While it is too early to tell how Calumet will do—whether, as Carroll expects, online sales increase while customer service becomes cheaper due to fewer phone calls—experience suggests the retailer is on the right path in offering more assistance to online customers. Clients of live chat and online customer provider Vee24, for instance, report that up to 27% of the live chat requests that result in a sale stem from consumers who came to sites with no intention to buy, says CEO James Keller. "Our retail customers are also seeing on average over 20% increases in average order size," he says.

Online chat isn't the only way Calumet Photographic is trying to reach more shoppers online with customer service. Zane Davis, the retailer's web manager, has increasingly taken to Twitter in the past year to keep an eye out for customer concerns that range from order tracking to whether a certain store stocks a particular product. He also uses Facebook and the company blog to track service issues and anticipate questions shoppers might have—all of which can prevent other shoppers from calling in, saving money and time.

Key to doing that is trusting and training employees to handle customer service on social media, especially Twitter, where dissatisfied customers' fast-paced, and occasionally vulgar tweets can make executives nervous about potential damage to their brands, says Jordy Leiser, CEO of StellaService.

Retailers can look to the example set by Best Buy Co.

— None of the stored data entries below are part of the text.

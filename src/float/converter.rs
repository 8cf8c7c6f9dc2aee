//! # Conversion Utilities
//!
//! Conversions between [`FloatValue`] and `f64`, between a value and its raw
//! bit pattern, and between two formats.
//!
//! ## Overview
//!
//! - `from_float` decomposes the IEEE 754 double into an exact
//!   `significand * 2^exponent` and rounds it once into the target format.
//! - `to_float` casts into the binary64 layout with the same rounding and
//!   reinterprets the bits. For every format no wider than `(11, 52)` this is
//!   exact.
//! - `from_bits` and `to_bits` never round; they only check that the
//!   pattern fits.
//!
//! ## Examples
//!
//! ```rust
//! use num_bigint::BigUint;
//! use varfloat::FloatValue;
//!
//! let x = FloatValue::from_float(2.625, 5, 5).unwrap();
//! assert_eq!(x.to_float(), 2.625);
//! assert_eq!(x.to_bits(), BigUint::from(0b0_10000_01010_u32));
//!
//! // 0.1 is quantized to the nearest value with 5 mantissa bits
//! let y = FloatValue::from_float(0.1, 5, 5).unwrap();
//! assert_eq!(y.to_float(), 0.099609375);
//!
//! // Too large for e4m3
//! let z = FloatValue::from_float(1e6, 4, 3).unwrap();
//! assert!(z.is_inf());
//! ```

use num_bigint::BigUint;

use crate::codec;
use crate::error::Result;
use crate::float::round::quantize;
use crate::float::{FloatClass, FloatValue};
use crate::format::FloatFormat;

const F64_MAN_BITS: u32 = f64::MANTISSA_DIGITS - 1;
const F64_EXP_MASK: u64 = (1 << 11) - 1;
/// Scale of a subnormal `f64` significand: `2^(1 - 1023 - 52)`.
const F64_SUBNORMAL_EXPONENT: i64 = -1074;

impl FloatValue {
    /// Converts an `f64` into an `(exp_bits, man_bits)` value, rounding to
    /// nearest even.
    ///
    /// NaN becomes the canonical NaN of the format, infinities and zeros keep
    /// their sign. Finite values past the largest finite value become infinity;
    /// values too small for the smallest subnormal become zero.
    pub fn from_float(value: f64, exp_bits: u32, man_bits: u32) -> Result<Self> {
        let format = FloatFormat::new(exp_bits, man_bits)?;
        Ok(Self::from_f64_with_format(value, format))
    }

    pub(crate) fn from_f64_with_format(value: f64, format: FloatFormat) -> Self {
        let sign = value.is_sign_negative();
        if value.is_nan() {
            return Self::nan(sign, format);
        }
        if value.is_infinite() {
            return Self::infinity(sign, format);
        }
        if value == 0.0 {
            return Self::zero(sign, format);
        }

        let bits = value.to_bits();
        let biased = (bits >> F64_MAN_BITS) & F64_EXP_MASK;
        let fraction = bits & ((1 << F64_MAN_BITS) - 1);
        let (significand, exponent) = if biased == 0 {
            (fraction, F64_SUBNORMAL_EXPONENT)
        } else {
            (
                fraction | (1 << F64_MAN_BITS),
                biased as i64 - 1023 - i64::from(F64_MAN_BITS),
            )
        };

        quantize(sign, &BigUint::from(significand), exponent, format)
    }

    /// Converts the value to the nearest `f64`.
    ///
    /// Special values map directly and keep their sign, so `nan`, `inf`,
    /// `-inf`, `0.0` and `-0.0` round-trip through any format with at least
    /// one mantissa bit.
    pub fn to_float(&self) -> f64 {
        match self.classify() {
            FloatClass::NaN if self.sign => -f64::NAN,
            FloatClass::NaN => f64::NAN,
            FloatClass::Infinity if self.sign => f64::NEG_INFINITY,
            FloatClass::Infinity => f64::INFINITY,
            FloatClass::Zero if self.sign => -0.0,
            FloatClass::Zero => 0.0,
            FloatClass::Normal | FloatClass::Subnormal => {
                let double = self.cast_to(FloatFormat::DOUBLE);
                f64::from_bits(codec::low_u64(&double.to_bits()))
            }
        }
    }

    /// Reinterprets `raw` as an `(exp_bits, man_bits)` bit pattern.
    ///
    /// # Examples
    ///
    /// ```rust
    /// use varfloat::FloatValue;
    ///
    /// let min_subnormal = FloatValue::from_bits(0b0_0000_001_u32, 4, 3).unwrap();
    /// assert_eq!(min_subnormal.to_float(), 2.0_f64.powi(-9));
    ///
    /// // Nine bits do not fit in an 8-bit format
    /// assert!(FloatValue::from_bits(0b1_0000_0000_u32, 4, 3).is_err());
    /// ```
    pub fn from_bits(raw: impl Into<BigUint>, exp_bits: u32, man_bits: u32) -> Result<Self> {
        codec::decode(&raw.into(), exp_bits, man_bits)
    }

    /// The raw bit pattern, sign bit first.
    pub fn to_bits(&self) -> BigUint {
        codec::encode(self)
    }

    /// Rounds the value into another format.
    ///
    /// Widening is always exact. Narrowing rounds to nearest even with the
    /// same overflow and underflow behavior as [`FloatValue::from_float`].
    pub fn cast(&self, exp_bits: u32, man_bits: u32) -> Result<Self> {
        let format = FloatFormat::new(exp_bits, man_bits)?;
        Ok(self.cast_to(format))
    }

    pub(crate) fn cast_to(&self, format: FloatFormat) -> Self {
        match self.unpack() {
            Some(unpacked) => quantize(
                unpacked.sign,
                &unpacked.significand,
                unpacked.exponent,
                format,
            ),
            None if self.is_nan() => Self::nan(self.sign, format),
            None => Self::infinity(self.sign, format),
        }
    }
}

impl From<&FloatValue> for f64 {
    fn from(value: &FloatValue) -> Self {
        value.to_float()
    }
}

impl From<FloatValue> for f64 {
    fn from(value: FloatValue) -> Self {
        value.to_float()
    }
}
use std::cmp::Ordering;

use crate::float::round::Unpacked;
use crate::float::{FloatClass, FloatValue};

impl FloatValue {
    /// Bit-for-bit identity, including the format. Unlike `==`, identical NaNs
    /// are identical and `+0` is not identical to `-0`.
    pub fn is_identical(&self, other: &FloatValue) -> bool {
        self.format == other.format
            && self.sign == other.sign
            && self.exponent == other.exponent
            && self.mantissa == other.mantissa
    }

    /// -1, 0 or 1, treating both zeros as 0.
    fn signum(&self) -> i8 {
        match (self.is_zero(), self.sign) {
            (true, _) => 0,
            (false, true) => -1,
            (false, false) => 1,
        }
    }

    /// Orders two non-NaN values by their exact real value.
    fn cmp_non_nan(&self, other: &FloatValue) -> Ordering {
        let by_sign = self.signum().cmp(&other.signum());
        if by_sign != Ordering::Equal || self.signum() == 0 {
            return by_sign;
        }

        let magnitude = cmp_magnitude(self, other);
        if self.sign {
            magnitude.reverse()
        } else {
            magnitude
        }
    }
}

/// Compares `|a|` and `|b|` for nonzero, non-NaN values of any formats
/// without rounding either of them.
fn cmp_magnitude(a: &FloatValue, b: &FloatValue) -> Ordering {
    match (a.unpack(), b.unpack()) {
        (None, None) => Ordering::Equal,
        (None, Some(_)) => Ordering::Greater,
        (Some(_), None) => Ordering::Less,
        (Some(a), Some(b)) => cmp_unpacked(&a, &b),
    }
}

fn cmp_unpacked(a: &Unpacked, b: &Unpacked) -> Ordering {
    let by_leading = a.leading_exponent().cmp(&b.leading_exponent());
    if by_leading != Ordering::Equal {
        return by_leading;
    }

    // Same leading exponent: pad both significands to the same length, which
    // puts them on the same scale.
    let width = a.significand.bits().max(b.significand.bits());
    let (mut a, mut b) = (a.clone(), b.clone());
    a.widen_to(width);
    b.widen_to(width);
    a.significand.cmp(&b.significand)
}

/// Values compare by their exact real value, whatever their formats.
/// `+0 == -0`, and a NaN operand makes every comparison false, `!=`
/// included.
impl PartialEq for FloatValue {
    fn eq(&self, other: &FloatValue) -> bool {
        self.partial_cmp(other) == Some(Ordering::Equal)
    }

    #[allow(clippy::partialeq_ne_impl)]
    fn ne(&self, other: &FloatValue) -> bool {
        matches!(
            self.partial_cmp(other),
            Some(Ordering::Less | Ordering::Greater)
        )
    }
}

impl PartialOrd for FloatValue {
    fn partial_cmp(&self, other: &FloatValue) -> Option<Ordering> {
        if self.classify() == FloatClass::NaN || other.classify() == FloatClass::NaN {
            return None;
        }
        Some(self.cmp_non_nan(other))
    }
}
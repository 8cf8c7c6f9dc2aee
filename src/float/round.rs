//! Exact unpacking and round-to-nearest-even packing.
//!
//! Every finite result in the crate, whether it comes from `f64`, from another
//! format or from an arithmetic operation, is produced by [`quantize`]. It
//! takes an exact magnitude `significand * 2^exponent` of any length and
//! rounds it once into the target format.

use num_bigint::BigUint;
use num_traits::{One, Zero};

use crate::float::{FloatClass, FloatValue};
use crate::format::FloatFormat;

/// The exact magnitude of a finite value: `significand * 2^exponent`.
#[derive(Debug, Clone, PartialEq, Eq)]
pub(crate) struct Unpacked {
    pub sign: bool,
    pub significand: BigUint,
    pub exponent: i64,
}

impl Unpacked {
    /// Exponent of the leading one, so the magnitude lies in
    /// `[2^e, 2^(e + 1))`. The significand must be nonzero.
    pub fn leading_exponent(&self) -> i64 {
        self.exponent + self.significand.bits() as i64 - 1
    }

    /// Shifts the significand left so it has exactly `width` bits, keeping
    /// the value unchanged. `width` must be at least the current length.
    pub fn widen_to(&mut self, width: u64) {
        let shift = width - self.significand.bits();
        self.significand <<= shift;
        self.exponent -= shift as i64;
    }
}

impl FloatValue {
    /// Exact magnitude of a finite value. Zero unpacks to a zero significand.
    /// Subnormals keep their leading zeros; `quantize` and `widen_to` deal
    /// with significands of any length, so no explicit normalization is done.
    pub(crate) fn unpack(&self) -> Option<Unpacked> {
        let man_bits = self.format.man_bits();
        let scale = self.format.min_exponent() - i64::from(man_bits);
        match self.classify() {
            FloatClass::NaN | FloatClass::Infinity => None,
            FloatClass::Zero | FloatClass::Subnormal => Some(Unpacked {
                sign: self.sign,
                significand: self.mantissa.clone(),
                exponent: scale,
            }),
            FloatClass::Normal => {
                let mut significand = self.mantissa.clone();
                significand.set_bit(u64::from(man_bits), true);
                Some(Unpacked {
                    sign: self.sign,
                    significand,
                    exponent: self.exponent as i64 - self.format.bias() - i64::from(man_bits),
                })
            }
        }
    }
}

/// Shifts `value` right by `shift` bits, OR-ing every bit shifted out into
/// the lowest bit of the result.
pub(crate) fn shift_right_sticky(value: &BigUint, shift: u64) -> BigUint {
    if shift == 0 {
        return value.clone();
    }
    if shift >= value.bits() {
        return if value.is_zero() {
            BigUint::ZERO
        } else {
            BigUint::one()
        };
    }

    let mut shifted = value >> shift;
    if has_bits_below(value, shift) {
        shifted.set_bit(0, true);
    }
    shifted
}

/// Whether any of the lowest `n_bits` bits of `value` is set.
fn has_bits_below(value: &BigUint, n_bits: u64) -> bool {
    value.trailing_zeros().is_some_and(|zeros| zeros < n_bits)
}

/// Rounds the exact magnitude `significand * 2^exponent` into `format` with
/// round-to-nearest-even.
///
/// The quantum is `2^(e - man_bits)` for a leading exponent `e` in the normal
/// range and the subnormal quantum `2^(min_exponent - man_bits)` below it.
/// With `G` the first discarded bit and `T` the OR of the remaining ones,
/// the kept bits are incremented when `G & (lsb | T)`. A carry out of the
/// mantissa bumps the exponent, and an exponent past the largest finite one
/// gives infinity. Magnitudes at or below half the smallest subnormal round
/// to zero.
pub(crate) fn quantize(
    sign: bool,
    significand: &BigUint,
    exponent: i64,
    format: FloatFormat,
) -> FloatValue {
    if significand.is_zero() {
        return FloatValue::zero(sign, format);
    }

    let man_bits = format.man_bits();
    let leading = exponent + significand.bits() as i64 - 1;
    if leading > format.max_finite_exponent() {
        tracing::trace!(%format, leading, "overflow to infinity");
        return FloatValue::infinity(sign, format);
    }

    let quantum = leading.max(format.min_exponent()) - i64::from(man_bits);
    let shift = quantum - exponent;

    let kept = if shift <= 0 {
        significand << shift.unsigned_abs()
    } else {
        let shift = shift.unsigned_abs();
        let mut kept = significand >> shift;
        let guard = significand.bit(shift - 1);
        let sticky = has_bits_below(significand, shift - 1);
        if guard && (sticky || kept.bit(0)) {
            kept += 1_u8;
        }
        kept
    };

    if kept.is_zero() {
        tracing::trace!(%format, leading, "underflow to zero");
        return FloatValue::zero(sign, format);
    }

    // `kept` now has at most `man_bits + 2` bits. In the normal range the
    // leading one is the implicit bit; below it the field exponent is zero
    // unless rounding reached the smallest normal.
    let kept_bits = kept.bits() as i64;
    let (biased, mantissa) = if kept_bits > i64::from(man_bits) {
        // A carry only happens on `kept == 2^(man_bits + 1)`, so the bit
        // shifted out here is zero.
        let carry = kept_bits - 1 - i64::from(man_bits);
        let mantissa = (&kept >> carry as u64) - (BigUint::one() << man_bits);
        (quantum + carry + i64::from(man_bits) + format.bias(), mantissa)
    } else {
        (0, kept)
    };

    if biased >= format.max_exponent() as i64 {
        tracing::trace!(%format, leading, "rounded up to infinity");
        return FloatValue::infinity(sign, format);
    }

    FloatValue::new_unchecked(sign, biased as u64, mantissa, format)
}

Inc., which in 2009 launched Twelpforce, a push to have its employees answer shoppers' questions on Twitter and, later, on Facebook. The effort has paid off, says social media customer service vendor Conversocial Ltd. The consumer electronics chain takes an average of 14 minutes to respond to customer inquiries on social media; it also responds to 42% of inquiries on social media, according to a 2013 Conversocial report. Both factors put Best Buy above the 99 other large retailers ranked by the vendor on customer service via social media. Best Buy declined to confirm or comment on the figures.

The report also found that only 50% of the retailers fully resolved service issues within Facebook and Twitter instead of redirecting shoppers to other channels, such as e-mail or phone.

Some of the best customer service agents that teen fashion retailer GoJane.com has are its own customers. And those de facto agents also help the e-retailer, owned by Aeropostale Inc., rise in natural search rankings.

In fall 2012, GoJane.com added a feature to its e-commerce site that enables shoppers to pose questions on product pages to customers who've already bought items. For instance, a shopper recently asked if Crisscross Contrast Wedges run true to size. The retailer, using technology from TurnTo Networks Inc., sends such questions to shoppers who bought the item. For those shoes, two previous buyers gave their views—generally, the shoes do run true to size. A GoJane.com staffer also responded to questions about the shoes, explaining the retailer's 30-day return policy and answering questions about store policies.

GoJane.com shoppers ask and answer up to 200 questions a day, says Amy Devours, the merchant's customer service and social media manager. That content, in turn, is indexed to natural search rankings, helping to boost the retailer's positioning by some 20%. Shoppers who ask and answer questions convert 250% more than GoJane.com's baseline rate and more than 20% of orders on the site come from customers who interact with the social Q&A tool, GoJane says. The tool's cost is based on the retailer's size: small merchants typically pay $100 to $1,000 per month; medium-sized merchants, $1,000 to $10,000 per month; and large merchants, $10,000 per month and up, TurnTo says.

It's imperative that e-retailers get customer service basics like phone and e-mail right, but e-retailers can also stretch their service acumen by taking advantage of technology and other marketing channels to make consumers feel confident about shopping with them.